Apenas reconoció el ronco y áspero sonido del jadeo que escapó de sus propios labios. Cuando él le cubrió un seno con la palma de la mano y lo apretó, Paula gimió de placer. 


La sensación la inflamó a pesar de la tela del camisón.


Estaba perdiendo rápidamente el control, al igual que Pedro.


Si no ponía fin a lo que sucedía, no habría vuelta atrás.


Pedro iba a hacerle el amor.


Una guerra empezó a librarse en el interior de Paula, Una guerra entre el deseo y el sentido común.


«Él no te ama» se recordó a sí misma. «Sólo te desea. No puedes permitir que posea tu cuerpo. Que sea tu amante y luego te abandone.»


Cuando Pedro empezó a recorrerle el cuello con los labios,
acercándose más y más a los primeros botones del camisón, Paula comprendió que tenía que hacer algo para detenerlo. 


Nada le había resultado nunca tan difícil.


Lo apartó de sí y dijo:
—No, por favor. No puedo. No podemos. Leonel... Leonel sólo lleva dos meses muerto.

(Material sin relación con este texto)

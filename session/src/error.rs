//! Error types shared by the session core and its I/O adapters.
//!
//! ERROR HANDLING
//! ==============
//! Backend failures are normalized into one [`ApiError`] shape keyed on the
//! HTTP status, so the store only has to ask "was the credential rejected?".

#[cfg(test)]
#[path = "error_test.rs"]
mod error_test;

/// Failure of a call to the HRMS REST backend.
#[derive(Clone, Debug, PartialEq, Eq, thiserror::Error)]
pub enum ApiError {
    /// The backend answered with a non-success status.
    #[error("{message}")]
    Status { status: u16, message: String },
    /// The request never produced a response (offline, DNS, CORS, ...).
    #[error("network error: {0}")]
    Network(String),
    /// The response arrived but its body was not the expected shape.
    #[error("unexpected response: {0}")]
    Decode(String),
}

impl ApiError {
    /// Build a status error, substituting a generic message when the body had none.
    #[must_use]
    pub fn from_status(status: u16, message: Option<String>) -> Self {
        let message = message
            .map(|m| m.trim().to_owned())
            .filter(|m| !m.is_empty())
            .unwrap_or_else(|| default_status_message(status));
        Self::Status { status, message }
    }

    /// Whether the backend rejected the credential (expired or invalid token).
    #[must_use]
    pub fn is_unauthorized(&self) -> bool {
        matches!(self, Self::Status { status: 401, .. })
    }

    /// HTTP status when the backend responded at all.
    #[must_use]
    pub fn status(&self) -> Option<u16> {
        match self {
            Self::Status { status, .. } => Some(*status),
            Self::Network(_) | Self::Decode(_) => None,
        }
    }
}

fn default_status_message(status: u16) -> String {
    match status {
        400 => "The request was invalid.".to_owned(),
        401 => "Your session has expired. Please sign in again.".to_owned(),
        403 => "You are not allowed to do that.".to_owned(),
        404 => "The requested resource was not found.".to_owned(),
        500..=599 => format!("Server error ({status}). Please try again."),
        _ => format!("Request failed ({status})."),
    }
}

/// Failure reading or writing durable storage.
#[derive(Clone, Debug, PartialEq, Eq, thiserror::Error)]
pub enum StorageError {
    /// No storage backend is available (private mode, SSR, quota disabled).
    #[error("storage unavailable")]
    Unavailable,
    /// The backend refused the operation.
    #[error("storage {op} failed for {key}: {reason}")]
    Backend { op: &'static str, key: String, reason: String },
}

/// Structural problem in a route table.
#[derive(Clone, Debug, PartialEq, Eq, thiserror::Error)]
pub enum RouteTableError {
    #[error("route path must start with '/': {0}")]
    NotAbsolute(String),
    #[error("wildcard must be the last segment: {0}")]
    MisplacedWildcard(String),
    #[error("unnamed path parameter: {0}")]
    EmptyParam(String),
    #[error("duplicate route: {0}")]
    Duplicate(String),
    #[error("protected route allows no roles: {0}")]
    EmptyAllowList(String),
}
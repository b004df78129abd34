//! Top navigation bar for signed-in users.
//!
//! SYSTEM CONTEXT
//! ==============
//! Links come from [`nav_links`] for the user's role, so the bar never offers
//! a page the guard would refuse. Logout clears the local session first and
//! then tells the backend, matching the store's rule that the local session
//! ends whether or not the server call succeeds.

use leptos::prelude::*;
use session::{Action, User};

use crate::routes::nav_links;
use crate::state::auth::AuthState;

#[component]
pub fn NavBar() -> impl IntoView {
    let auth = expect_context::<RwSignal<AuthState>>();

    let display_name = move || auth.with(|a| a.user().map(User::display_name).unwrap_or_default());
    let role_label = move || auth.with(|a| a.user().and_then(User::role).map(|r| r.label()).unwrap_or_default());
    let links = move || {
        auth.with(|a| a.user().and_then(User::role))
            .map(nav_links)
            .unwrap_or_default()
            .iter()
            .map(|&(href, label)| view! { <a class="nav-bar__link" href=href>{label}</a> })
            .collect_view()
    };

    let on_logout = move |_| {
        let token = auth.with_untracked(|a| a.store.state().token().map(str::to_owned));
        auth.update(|a| {
            a.store.dispatch(Action::Logout);
        });

        #[cfg(feature = "hydrate")]
        leptos::task::spawn_local(async move {
            if let Some(token) = token {
                crate::net::api::logout(&token).await;
            }
            if let Some(w) = web_sys::window() {
                let _ = w.location().set_href("/login");
            }
        });
        #[cfg(not(feature = "hydrate"))]
        let _ = token;
    };

    view! {
        <Show when=move || auth.with(AuthState::is_authenticated)>
            <header class="nav-bar">
                <a href="/" class="nav-bar__brand">"HRMS"</a>
                <nav class="nav-bar__links">{links}</nav>
                <span class="nav-bar__spacer"></span>
                <a href="/profile" class="nav-bar__user">{display_name}</a>
                <span class="nav-bar__role">{role_label}</span>
                <button class="btn nav-bar__logout" on:click=on_logout title="Sign out">
                    "Logout"
                </button>
            </header>
        </Show>
    }
}
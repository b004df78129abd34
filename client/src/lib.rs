//! # client
//!
//! Leptos + WASM frontend for the HRMS.
//!
//! Pages, components and browser glue live here; who may see what is decided
//! by the `session` crate. Every page is registered in [`routes`] and reached
//! through the guarded [`components::route_outlet::RouteOutlet`].

pub mod app;
pub mod components;
pub mod net;
pub mod pages;
pub mod routes;
pub mod state;
pub mod util;

/// WASM entry point: hydrate the server-rendered shell.
#[cfg(feature = "hydrate")]
#[wasm_bindgen::prelude::wasm_bindgen]
pub fn hydrate() {
    console_error_panic_hook::set_once();
    let _ = console_log::init_with_level(log::Level::Debug);
    leptos::mount::hydrate_body(app::App);
}
use super::*;

/// Storage whose every operation fails, to exercise the logging paths.
struct BrokenStorage;

impl SessionStorage for BrokenStorage {
    fn get(&self, _key: &str) -> Result<Option<String>, StorageError> {
        Err(StorageError::Unavailable)
    }

    fn set(&self, _key: &str, _value: &str) -> Result<(), StorageError> {
        Err(StorageError::Unavailable)
    }

    fn remove(&self, _key: &str) -> Result<(), StorageError> {
        Err(StorageError::Unavailable)
    }
}

fn sample_user() -> User {
    serde_json::from_str(r#"{"id":7,"email":"hr@corp.io","role_id":2}"#).unwrap()
}

#[test]
fn memory_storage_clones_share_entries() {
    let a = MemoryStorage::new();
    let b = a.clone();
    a.set("k", "v").unwrap();
    assert_eq!(b.get("k").unwrap().as_deref(), Some("v"));
    b.remove("k").unwrap();
    assert!(a.is_empty());
}

#[test]
fn remove_missing_key_is_ok() {
    let storage = MemoryStorage::new();
    assert!(storage.remove("nope").is_ok());
}

#[test]
fn load_empty_storage_is_logged_out() {
    let storage = MemoryStorage::new();
    assert_eq!(load(&storage), Persisted::default());
    assert!(!has_token(&storage));
}

#[test]
fn save_then_load_reproduces_pair() {
    let storage = MemoryStorage::new();
    save_token(&storage, "t1");
    save_user(&storage, &sample_user());

    let persisted = load(&storage);
    assert_eq!(persisted.token.as_deref(), Some("t1"));
    assert_eq!(persisted.user, Some(sample_user()));
}

#[test]
fn corrupt_user_entry_is_dropped() {
    let storage = MemoryStorage::new();
    storage.set(TOKEN_KEY, "t1").unwrap();
    storage.set(USER_KEY, "{not json").unwrap();

    let persisted = load(&storage);
    assert_eq!(persisted.token.as_deref(), Some("t1"));
    assert!(persisted.user.is_none());
}

#[test]
fn empty_token_counts_as_absent() {
    let storage = MemoryStorage::new();
    storage.set(TOKEN_KEY, "").unwrap();
    assert!(!has_token(&storage));
    assert!(load(&storage).token.is_none());
}

#[test]
fn clear_removes_both_keys() {
    let storage = MemoryStorage::new();
    save_token(&storage, "t1");
    save_user(&storage, &sample_user());
    clear(&storage);
    assert!(storage.is_empty());
}

#[test]
fn failing_backend_degrades_to_logged_out() {
    let storage = BrokenStorage;
    save_token(&storage, "t1");
    clear(&storage);
    assert_eq!(load(&storage), Persisted::default());
    assert!(!has_token(&storage));
}
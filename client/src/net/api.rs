//! REST API helpers for communicating with the HRMS backend.
//!
//! Client-side (hydrate): real HTTP calls via `gloo-net`.
//! Server-side (SSR): stubs returning an error since these endpoints
//! are only meaningful in the browser.
//!
//! ERROR HANDLING
//! ==============
//! Every failure becomes a [`session::ApiError`]. A non-2xx response is keyed
//! on its HTTP status only; the session store decides from that whether the
//! credential was rejected.

#![allow(clippy::unused_async)]

#[cfg(test)]
#[path = "api_test.rs"]
mod api_test;

use session::{ApiError, User};

#[cfg(any(test, feature = "hydrate"))]
use super::types::ErrorBody;
#[cfg(feature = "hydrate")]
use super::types::{LoginRequest, LoginResponse, MeResponse};

pub const LOGIN_ENDPOINT: &str = "/api/auth/login";
pub const ME_ENDPOINT: &str = "/api/auth/me";
pub const LOGOUT_ENDPOINT: &str = "/api/auth/logout";

#[cfg(any(test, feature = "hydrate"))]
fn bearer(token: &str) -> String {
    format!("Bearer {token}")
}

/// Map a failed response onto [`ApiError`], taking the message from a JSON
/// `{"message": ...}` body when there is one.
#[cfg(any(test, feature = "hydrate"))]
fn status_error(status: u16, body: &str) -> ApiError {
    let message = serde_json::from_str::<ErrorBody>(body).ok().and_then(|b| b.message);
    ApiError::from_status(status, message)
}

#[cfg(not(feature = "hydrate"))]
fn unavailable() -> ApiError {
    ApiError::Network("not available on server".to_owned())
}

#[cfg(feature = "hydrate")]
async fn read_json<T: serde::de::DeserializeOwned>(resp: gloo_net::http::Response) -> Result<T, ApiError> {
    if !resp.ok() {
        let status = resp.status();
        let body = resp.text().await.unwrap_or_default();
        return Err(status_error(status, &body));
    }
    resp.json::<T>().await.map_err(|e| ApiError::Decode(e.to_string()))
}

/// Exchange credentials for a bearer token and user via `POST /api/auth/login`.
///
/// # Errors
///
/// Returns the backend status (401 for bad credentials) or a transport error.
pub async fn login(email: &str, password: &str) -> Result<(String, User), ApiError> {
    #[cfg(feature = "hydrate")]
    {
        let resp = gloo_net::http::Request::post(LOGIN_ENDPOINT)
            .json(&LoginRequest { email, password })
            .map_err(|e| ApiError::Decode(e.to_string()))?
            .send()
            .await
            .map_err(|e| ApiError::Network(e.to_string()))?;
        let body: LoginResponse = read_json(resp).await?;
        Ok((body.token, body.user))
    }
    #[cfg(not(feature = "hydrate"))]
    {
        let _ = (email, password);
        Err(unavailable())
    }
}

/// Fetch the user behind `token` from `GET /api/auth/me`.
///
/// # Errors
///
/// Returns a 401 status error when the token is rejected, or a transport error.
pub async fn fetch_current_user(token: &str) -> Result<User, ApiError> {
    #[cfg(feature = "hydrate")]
    {
        let resp = gloo_net::http::Request::get(ME_ENDPOINT)
            .header("Authorization", &bearer(token))
            .send()
            .await
            .map_err(|e| ApiError::Network(e.to_string()))?;
        let body: MeResponse = read_json(resp).await?;
        Ok(body.user)
    }
    #[cfg(not(feature = "hydrate"))]
    {
        let _ = token;
        Err(unavailable())
    }
}

/// Tell the backend to revoke `token` via `POST /api/auth/logout`. Best effort:
/// the local session is cleared regardless.
pub async fn logout(token: &str) {
    #[cfg(feature = "hydrate")]
    {
        let sent = gloo_net::http::Request::post(LOGOUT_ENDPOINT)
            .header("Authorization", &bearer(token))
            .send()
            .await;
        if let Err(e) = sent {
            log::warn!("logout request failed: {e}");
        }
    }
    #[cfg(not(feature = "hydrate"))]
    {
        let _ = token;
    }
}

Sabía que mencionar a Leonel tendría en Pedro un efecto inmediato. Y doloroso.


El la miró con furia, con los ojos empañados por la pasión.


Respirando con dificultad, se retiró de ella.


Luego, sin decir una sola palabra, se dio media vuelta, atravesó la cocina y salió por la puerta.


Paula se dejó caer en la silla antes de que las piernas le fallasen.



Cruzó los brazos encima de la mesa y descansó en ellos la cabeza.


Cuando comprendió lo cerca que había estado de cumplir su sueño de poseer a Pedro Alfonso, sollozó.


No sabía cuánto tiempo permaneció así, sentada y llorando a mares, pero por fin reparó en Lucy y Ethel, que ronroneaban a sus pies.


Alargó la mano para acariciarlas y vio que Fred y Ricky permanecían sentados muy cerca, mirándola atentamente. A pesar de la presencia de sus animales, jamás se había sentido tan sola.


Se acarició el vientre. No, no estaba sola. Pedro jamás le
pertenecería, jamás la amaría, pero una parte de él sería suya para siempre. Su hijo.